Activity.
How do the records below read from their first line through the line containing "if norm <= f32::EPSILON"? Write those lines out exactly.

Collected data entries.
* * * * * * *
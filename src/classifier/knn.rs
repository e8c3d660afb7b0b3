use std::collections::HashMap;

use log::debug;
use ndarray::Array1;

use super::error::ClassifierError;
use super::{LabelSet, MultiLabelClassifier, RankedLabels, DEFAULT_PREDICT_THRESHOLD};

/// Brute-force nearest-neighbor index over embedding vectors.
///
/// Answers "which `k` training vectors are closest to this query by cosine
/// distance" (`1 - cosine_similarity`). Distance ties are broken by insertion
/// index, lower index first, so results are deterministic for identical
/// input. A substitute approximate index would have to preserve that
/// tie-break to keep behavior observable-equivalent.
#[derive(Debug)]
pub struct SimilarityIndex {
    k: usize,
    vectors: Vec<Array1<f32>>,
    norms: Vec<f32>,
}

impl SimilarityIndex {
    pub fn new(k: usize) -> Self {
        Self {
            k,
            vectors: Vec::new(),
            norms: Vec::new(),
        }
    }

    pub fn k(&self) -> usize {
        self.k
    }

    /// Number of fitted vectors.
    pub fn len(&self) -> usize {
        self.vectors.len()
    }

    pub fn is_empty(&self) -> bool {
        self.vectors.is_empty()
    }

    /// Stores the training vectors. All vectors must share one dimensionality
    /// and have nonzero norm, and there must be at least `k` of them.
    pub fn fit(&mut self, vectors: &[Array1<f32>]) -> Result<(), ClassifierError> {
        if self.k == 0 {
            return Err(ClassifierError::ValidationError(
                "k must be at least 1".into(),
            ));
        }
        if vectors.len() < self.k {
            return Err(ClassifierError::ValidationError(format!(
                "Cannot fit index with {} vectors when k is {}",
                vectors.len(),
                self.k
            )));
        }

        let dim = vectors[0].len();
        let mut norms = Vec::with_capacity(vectors.len());
        for (i, vector) in vectors.iter().enumerate() {
            if vector.len() != dim {
                return Err(ClassifierError::ValidationError(format!(
                    "Training vector {} has dimension {} but vector 0 has {}",
                    i,
                    vector.len(),
                    dim
                )));
            }
            let norm = vector.dot(vector).sqrt();
            if norm <= f32::EPSILON {
                return Err(ClassifierError::ValidationError(format!(
                    "Training vector {} has zero norm; cosine distance is undefined",
                    i
                )));
            }
            norms.push(norm);
        }

        self.vectors = vectors.to_vec();
        self.norms = norms;
        debug!("Fitted similarity index: {} vectors, k={}", self.len(), self.k);
        Ok(())
    }

    /// Returns the indices of the `k` nearest fitted vectors, nearest first.
    pub fn nearest(&self, query: &Array1<f32>) -> Result<Vec<usize>, ClassifierError> {
        if self.is_empty() {
            return Err(ClassifierError::InvalidState(
                "Similarity index has not been fitted".into(),
            ));
        }
        let dim = self.vectors[0].len();
        if query.len() != dim {
            return Err(ClassifierError::ValidationError(format!(
                "Query vector has dimension {} but the index was fitted with {}",
                query.len(),
                dim
            )));
        }
        let query_norm = query.dot(query).sqrt();
        if query_norm <= f32::EPSILON {
            return Err(ClassifierError::ValidationError(
                "Query vector has zero norm; cosine distance is undefined".into(),
            ));
        }

        let mut scored: Vec<(usize, f32)> = self
            .vectors
            .iter()
            .zip(&self.norms)
            .enumerate()
            .map(|(i, (vector, norm))| {
                let distance = 1.0 - query.dot(vector) / (query_norm * norm);
                (i, distance)
            })
            .collect();

        // Equal distances fall back to insertion order
        scored.sort_by(|a, b| {
            a.1.partial_cmp(&b.1)
                .unwrap_or(std::cmp::Ordering::Equal)
                .then(a.0.cmp(&b.0))
        });
        scored.truncate(self.k);

        Ok(scored.into_iter().map(|(i, _)| i).collect())
    }
}

/// Multi-label classifier that votes with the labels of the `k` nearest
/// training examples.
///
/// The label vocabulary is open: any label carried by a neighbor can show up
/// in a prediction, including labels absent from most of the training set.
/// Contrast with [`super::OneVsRestClassifier`], which is closed over the
/// vocabulary observed at fit time.
#[derive(Debug)]
pub struct KnnClassifier {
    k: usize,
    state: Option<FittedKnn>,
}

#[derive(Debug)]
struct FittedKnn {
    index: SimilarityIndex,
    label_sets: Vec<LabelSet>,
}

impl KnnClassifier {
    /// Creates an unfitted classifier that will vote over `k` neighbors.
    pub fn new(k: usize) -> Self {
        Self { k, state: None }
    }

    pub fn k(&self) -> usize {
        self.k
    }

    pub fn is_fitted(&self) -> bool {
        self.state.is_some()
    }

    fn fitted(&self) -> Result<&FittedKnn, ClassifierError> {
        self.state.as_ref().ok_or_else(|| {
            ClassifierError::InvalidState("KnnClassifier has not been fitted".into())
        })
    }

    /// Tallies, per label, how many of the query's neighbors carry it.
    /// A neighbor contributes at most 1 to each of its own labels.
    ///
    /// Returned pairs are in first-encounter order scanning neighbors
    /// nearest to farthest; a neighbor's own labels are scanned in sorted
    /// order so the encounter order does not depend on hash seeding.
    fn tally(&self, fitted: &FittedKnn, query: &Array1<f32>) -> Result<Vec<(String, usize)>, ClassifierError> {
        let neighbors = fitted.index.nearest(query)?;

        let mut counts: HashMap<&str, usize> = HashMap::new();
        let mut order: Vec<&str> = Vec::new();
        for idx in neighbors {
            let mut labels: Vec<&str> = fitted.label_sets[idx].iter().map(String::as_str).collect();
            labels.sort_unstable();
            for label in labels {
                let count = counts.entry(label).or_insert(0);
                if *count == 0 {
                    order.push(label);
                }
                *count += 1;
            }
        }

        Ok(order
            .into_iter()
            .map(|label| (label.to_string(), counts[label]))
            .collect())
    }
}

impl MultiLabelClassifier for KnnClassifier {
    fn fit(
        &mut self,
        vectors: &[Array1<f32>],
        label_sets: &[LabelSet],
    ) -> Result<(), ClassifierError> {
        if self.state.is_some() {
            return Err(ClassifierError::InvalidState(
                "KnnClassifier is already fitted".into(),
            ));
        }
        if vectors.len() != label_sets.len() {
            return Err(ClassifierError::ValidationError(format!(
                "Got {} vectors but {} label sets",
                vectors.len(),
                label_sets.len()
            )));
        }

        let mut index = SimilarityIndex::new(self.k);
        index.fit(vectors)?;

        self.state = Some(FittedKnn {
            index,
            label_sets: label_sets.to_vec(),
        });
        Ok(())
    }

    fn predict(
        &self,
        vectors: &[Array1<f32>],
        threshold: Option<f32>,
    ) -> Result<(Vec<LabelSet>, Vec<RankedLabels>), ClassifierError> {
        let fitted = self.fitted()?;
        let threshold = threshold.unwrap_or(DEFAULT_PREDICT_THRESHOLD);
        // Negative products saturate to 0 on the cast, so the floor of 1 holds
        let min_count = std::cmp::max(1, (self.k as f32 * threshold).floor() as usize);

        let mut predictions = Vec::with_capacity(vectors.len());
        let mut ranked_predictions = Vec::with_capacity(vectors.len());

        for query in vectors {
            let mut tallies = self.tally(fitted, query)?;
            // Stable sort keeps first-encounter order among equal tallies
            tallies.sort_by(|a, b| b.1.cmp(&a.1));

            let predicted: LabelSet = tallies
                .iter()
                .filter(|(_, count)| *count >= min_count)
                .map(|(label, _)| label.clone())
                .collect();
            let ranked: RankedLabels = tallies.into_iter().map(|(label, _)| label).collect();

            predictions.push(predicted);
            ranked_predictions.push(ranked);
        }

        Ok((predictions, ranked_predictions))
    }

    fn predict_proba(
        &self,
        vectors: &[Array1<f32>],
    ) -> Result<Vec<HashMap<String, f32>>, ClassifierError> {
        let fitted = self.fitted()?;

        let mut probabilities = Vec::with_capacity(vectors.len());
        for query in vectors {
            // Labels with zero tally never enter the tally, so they are
            // omitted from the mapping rather than reported as 0.0
            let probs: HashMap<String, f32> = self
                .tally(fitted, query)?
                .into_iter()
                .map(|(label, count)| (label, count as f32 / self.k as f32))
                .collect();
            probabilities.push(probs);
        }

        Ok(probabilities)
    }
}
* * * * * * *
Result of this task.
filename src/classifier/knn.rs
repository e8c3d660afb7b0b3
use std::collections::HashMap;

use log::debug;
use ndarray::Array1;

use super::error::ClassifierError;
use super::{LabelSet, MultiLabelClassifier, RankedLabels, DEFAULT_PREDICT_THRESHOLD};

/// Brute-force nearest-neighbor index over embedding vectors.
///
/// Answers "which `k` training vectors are closest to this query by cosine
/// distance" (`1 - cosine_similarity`). Distance ties are broken by insertion
/// index, lower index first, so results are deterministic for identical
/// input. A substitute approximate index would have to preserve that
/// tie-break to keep behavior observable-equivalent.
#[derive(Debug)]
pub struct SimilarityIndex {
    k: usize,
    vectors: Vec<Array1<f32>>,
    norms: Vec<f32>,
}

impl SimilarityIndex {
    pub fn new(k: usize) -> Self {
        Self {
            k,
            vectors: Vec::new(),
            norms: Vec::new(),
        }
    }

    pub fn k(&self) -> usize {
        self.k
    }

    /// Number of fitted vectors.
    pub fn len(&self) -> usize {
        self.vectors.len()
    }

    pub fn is_empty(&self) -> bool {
        self.vectors.is_empty()
    }

    /// Stores the training vectors. All vectors must share one dimensionality
    /// and have nonzero norm, and there must be at least `k` of them.
    pub fn fit(&mut self, vectors: &[Array1<f32>]) -> Result<(), ClassifierError> {
        if self.k == 0 {
            return Err(ClassifierError::ValidationError(
                "k must be at least 1".into(),
            ));
        }
        if vectors.len() < self.k {
            return Err(ClassifierError::ValidationError(format!(
                "Cannot fit index with {} vectors when k is {}",
                vectors.len(),
                self.k
            )));
        }

        let dim = vectors[0].len();
        let mut norms = Vec::with_capacity(vectors.len());
        for (i, vector) in vectors.iter().enumerate() {
            if vector.len() != dim {
                return Err(ClassifierError::ValidationError(format!(
                    "Training vector {} has dimension {} but vector 0 has {}",
                    i,
                    vector.len(),
                    dim
                )));
            }
            let norm = vector.dot(vector).sqrt();
            if norm <= f32::EPSILON {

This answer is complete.